Problem to work on:
Please reproduce all of the entries exactly, without omitting any.

Extracted data entries
use crate::traits::BlobStore;
use anyhow::{Context, Result};
use joerd_derive::context;
use serde::Deserialize;
use serde_json::Value;
use std::fs;
use std::path::{Path, PathBuf};

#[derive(Clone, Debug, Deserialize)]
struct Options {
	#[serde(default = "default_base_dir")]
	base_dir: PathBuf,
}

fn default_base_dir() -> PathBuf {
	PathBuf::from(".")
}

/// `base_dir`-rooted filesystem store. Paths passed to `exists`/`get`/
/// `upload_dir` are relative to `base_dir`; parent directories are created
/// as needed on write.
#[derive(Debug)]
pub struct FilesystemStore {
	base_dir: PathBuf,
}

impl FilesystemStore {
	#[must_use]
	pub fn new(base_dir: impl Into<PathBuf>) -> Self {
		FilesystemStore { base_dir: base_dir.into() }
	}

	pub(crate) fn from_options(options: &Value) -> Result<Self> {
		let options: Options = serde_json::from_value(options.clone()).context("parsing filesystem store options")?;
		Ok(FilesystemStore::new(options.base_dir))
	}

	fn resolve(&self, path: &str) -> PathBuf {
		self.base_dir.join(path)
	}
}

impl BlobStore for FilesystemStore {
	fn exists(&self, path: &str) -> bool {
		self.resolve(path).exists()
	}

	#[context("Failed to copy {path:?} from filesystem store to {local_path:?}")]
	fn get(&self, path: &str, local_path: &Path) -> Result<()> {
		let source = self.resolve(path);
		if let Some(parent) = local_path.parent() {
			fs::create_dir_all(parent)?;
		}
		fs::copy(&source, local_path)?;
		Ok(())
	}

	#[context("Failed to upload directory {local_dir:?} to filesystem store rooted at {base_dir:?}", base_dir = self.base_dir)]
	fn upload_dir(&self, local_dir: &Path) -> Result<()> {
		copy_tree(local_dir, local_dir, &self.base_dir)
	}

	fn local_root(&self) -> Option<&Path> {
		Some(self.base_dir.as_path())
	}
}

/// Recursively copies every file beneath `root` (walked from `dir`) into
/// `dest_root`, preserving the path relative to `root`.
fn copy_tree(dir: &Path, root: &Path, dest_root: &Path) -> Result<()> {
	for entry in fs::read_dir(dir)? {
		let entry = entry?;
		let path = entry.path();
		if path.is_dir() {
			copy_tree(&path, root, dest_root)?;
		} else {
			let relative = path.strip_prefix(root).expect("walked path is under root");
			let dest = dest_root.join(relative);
			if let Some(parent) = dest.parent() {
				fs::create_dir_all(parent)?;
			}
			fs::copy(&path, &dest)?;
		}
	}
	Ok(())
}

#[cfg(test)]
mod tests {
	use super::*;
	use pretty_assertions::assert_eq;

	#[test]
	fn exists_never_raises_for_missing_path() {
		let dir = tempfile::tempdir().unwrap();
		let store = FilesystemStore::new(dir.path());
		assert!(!store.exists("nope/nothing.tif"));
	}

	#[test]
	fn get_copies_a_file() {
		let src_dir = tempfile::tempdir().unwrap();
		fs::write(src_dir.path().join("tile.tif"), b"data").unwrap();
		let store = FilesystemStore::new(src_dir.path());

		let dest_dir = tempfile::tempdir().unwrap();
		let dest = dest_dir.path().join("nested/tile.tif");
		store.get("tile.tif", &dest).unwrap();

		assert_eq!(fs::read(&dest).unwrap(), b"data");
	}

	#[test]
	fn upload_dir_preserves_relative_paths() {
		let src_dir = tempfile::tempdir().unwrap();
		fs::create_dir_all(src_dir.path().join("terrarium/8/41")).unwrap();
		fs::write(src_dir.path().join("terrarium/8/41/99.png"), b"png").unwrap();

		let out_dir = tempfile::tempdir().unwrap();
		let store = FilesystemStore::new(out_dir.path());
		store.upload_dir(src_dir.path()).unwrap();

		assert!(store.exists("terrarium/8/41/99.png"));
		assert_eq!(fs::read(out_dir.path().join("terrarium/8/41/99.png")).unwrap(), b"png");
	}
}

Task output:
use crate::traits::BlobStore;
use anyhow::{Context, Result};
use joerd_derive::context;
use serde::Deserialize;
use serde_json::Value;
use std::fs;
use std::path::{Path, PathBuf};

#[derive(Clone, Debug, Deserialize)]
struct Options {
	#[serde(default = "default_base_dir")]
	base_dir: PathBuf,
}

fn default_base_dir() -> PathBuf {
	PathBuf::from(".")
}

/// `base_dir`-rooted filesystem store. Paths passed to `exists`/`get`/
/// `upload_dir` are relative to `base_dir`; parent directories are created
/// as needed on write.
#[derive(Debug)]
pub struct FilesystemStore {
	base_dir: PathBuf,
}

impl FilesystemStore {
	#[must_use]
	pub fn new(base_dir: impl Into<PathBuf>) -> Self {
		FilesystemStore { base_dir: base_dir.into() }
	}

	pub(crate) fn from_options(options: &Value) -> Result<Self> {
		let options: Options = serde_json::from_value(options.clone()).context("parsing filesystem store options")?;
		Ok(FilesystemStore::new(options.base_dir))
	}

	fn resolve(&self, path: &str) -> PathBuf {
		self.base_dir.join(path)
	}
}

impl BlobStore for FilesystemStore {
	fn exists(&self, path: &str) -> bool {
		self.resolve(path).exists()
	}

	#[context("Failed to copy {path:?} from filesystem store to {local_path:?}")]
	fn get(&self, path: &str, local_path: &Path) -> Result<()> {
		let source = self.resolve(path);
		if let Some(parent) = local_path.parent() {
			fs::create_dir_all(parent)?;
		}
		fs::copy(&source, local_path)?;
		Ok(())
	}

	#[context("Failed to upload directory {local_dir:?} to filesystem store rooted at {base_dir:?}", base_dir = self.base_dir)]
	fn upload_dir(&self, local_dir: &Path) -> Result<()> {
		copy_tree(local_dir, local_dir, &self.base_dir)
	}

	fn local_root(&self) -> Option<&Path> {
		Some(self.base_dir.as_path())
	}
}

/// Recursively copies every file beneath `root` (walked from `dir`) into
/// `dest_root`, preserving the path relative to `root`.
fn copy_tree(dir: &Path, root: &Path, dest_root: &Path) -> Result<()> {
	for entry in fs::read_dir(dir)? {
		let entry = entry?;
		let path = entry.path();
		if path.is_dir() {
			copy_tree(&path, root, dest_root)?;
		} else {
			let relative = path.strip_prefix(root).expect("walked path is under root");
			let dest = dest_root.join(relative);
			if let Some(parent) = dest.parent() {
				fs::create_dir_all(parent)?;
			}
			fs::copy(&path, &dest)?;
		}
	}
	Ok(())
}

#[cfg(test)]
mod tests {
	use super::*;
	use pretty_assertions::assert_eq;

	#[test]
	fn exists_never_raises_for_missing_path() {
		let dir = tempfile::tempdir().unwrap();
		let store = FilesystemStore::new(dir.path());
		assert!(!store.exists("nope/nothing.tif"));
	}

	#[test]
	fn get_copies_a_file() {
		let src_dir = tempfile::tempdir().unwrap();
		fs::write(src_dir.path().join("tile.tif"), b"data").unwrap();
		let store = FilesystemStore::new(src_dir.path());

		let dest_dir = tempfile::tempdir().unwrap();
		let dest = dest_dir.path().join("nested/tile.tif");
		store.get("tile.tif", &dest).unwrap();

		assert_eq!(fs::read(&dest).unwrap(), b"data");
	}

	#[test]
	fn upload_dir_preserves_relative_paths() {
		let src_dir = tempfile::tempdir().unwrap();
		fs::create_dir_all(src_dir.path().join("terrarium/8/41")).unwrap();
		fs::write(src_dir.path().join("terrarium/8/41/99.png"), b"png").unwrap();

		let out_dir = tempfile::tempdir().unwrap();
		let store = FilesystemStore::new(out_dir.path());
		store.upload_dir(src_dir.path()).unwrap();

		assert!(store.exists("terrarium/8/41/99.png"));
		assert_eq!(fs::read(out_dir.path().join("terrarium/8/41/99.png")).unwrap(), b"png");
	}
}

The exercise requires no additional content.